Error detection/correction and fault detection/recovery – Data processing system error or fault handling – Reliability and availability
Reexamination Certificate
1999-10-19
2003-05-27
Beausoliel, Robert (Department: 2184)
Error detection/correction and fault detection/recovery
Data processing system error or fault handling
Reliability and availability
C714S040000
Reexamination Certificate
active
06571360
ABSTRACT:
BACKGROUND OF THE INVENTION
1. Field of the Invention
This invention relates to the field of multiprocessor computer systems and, more particularly, to the testing of an I/O Board that is connected to a multiprocessing computer system.

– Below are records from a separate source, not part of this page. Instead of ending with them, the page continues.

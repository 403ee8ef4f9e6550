//! Built-in subscribers and hooks hosted by the runtime.

pub mod alert;
pub mod log_sink;

pub use alert::{Alert, AlertLog};
pub use log_sink::{LogSink, LOG};
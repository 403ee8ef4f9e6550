//! # NOS Types Crate
//!
//! Domain types shared by the infrastructure and application event buses.
//!
//! ## Design Principles
//!
//! - **Single Source of Truth**: event identifiers, payloads and subscriber
//!   descriptors are defined here and nowhere else.
//! - **Tagged Categories**: every event type carries its category explicitly;
//!   the numeric wire ids still follow the sentinel-partitioned layout.
//! - **Structured Configuration**: subscriber descriptors arrive already
//!   structured (`serde`), the engine never parses configuration text.

#![cfg_attr(test, allow(clippy::unwrap_used))]
#![cfg_attr(test, allow(clippy::expect_used))]

pub mod entities;
pub mod errors;
pub mod event_id;
pub mod hash;
pub mod policy;
pub mod subscriber;

pub use entities::*;
pub use errors::*;
pub use event_id::{AppEvent, CategoryBounds, EventCategory, EventClass, EventKind, InfraEvent};
pub use hash::component_id;
pub use policy::{OdpEntry, OdpFlags};
pub use subscriber::{
    InboundSpec, Permission, Role, Site, Status, SubscriberConfig, SubscriberType,
};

2. Description of the Related Art
Multiprocessor computer systems include two or more processors that may be employed to perform computing tasks. A particular computing task may be performed upon one processor while other processors perform unrelated computing tasks. Alternatively, components of a particular computing task may be distributed among multiple processors to decrease the time required to perform the computing task as a whole. Generally speaking, a processor is a device that executes programmed instructions to produce desired output signals, often in response to user-provided input data.
A popular architecture in commercial multiprocessor computer systems is the symmetric multiprocessor (SMP) architecture. Typically, an SMP computer system comprises multiple processors each connected through a cache hierarchy to a shared bus. Additionally connected to the shared bus is a memory, which is shared among the processors in the system. Access to any particular memory location within the memory occurs in a similar amount of time as access to any other particular memory location. Since each location in the memory may be accessed in a uniform manner, this structure is often referred to as a uniform memory architecture (UMA).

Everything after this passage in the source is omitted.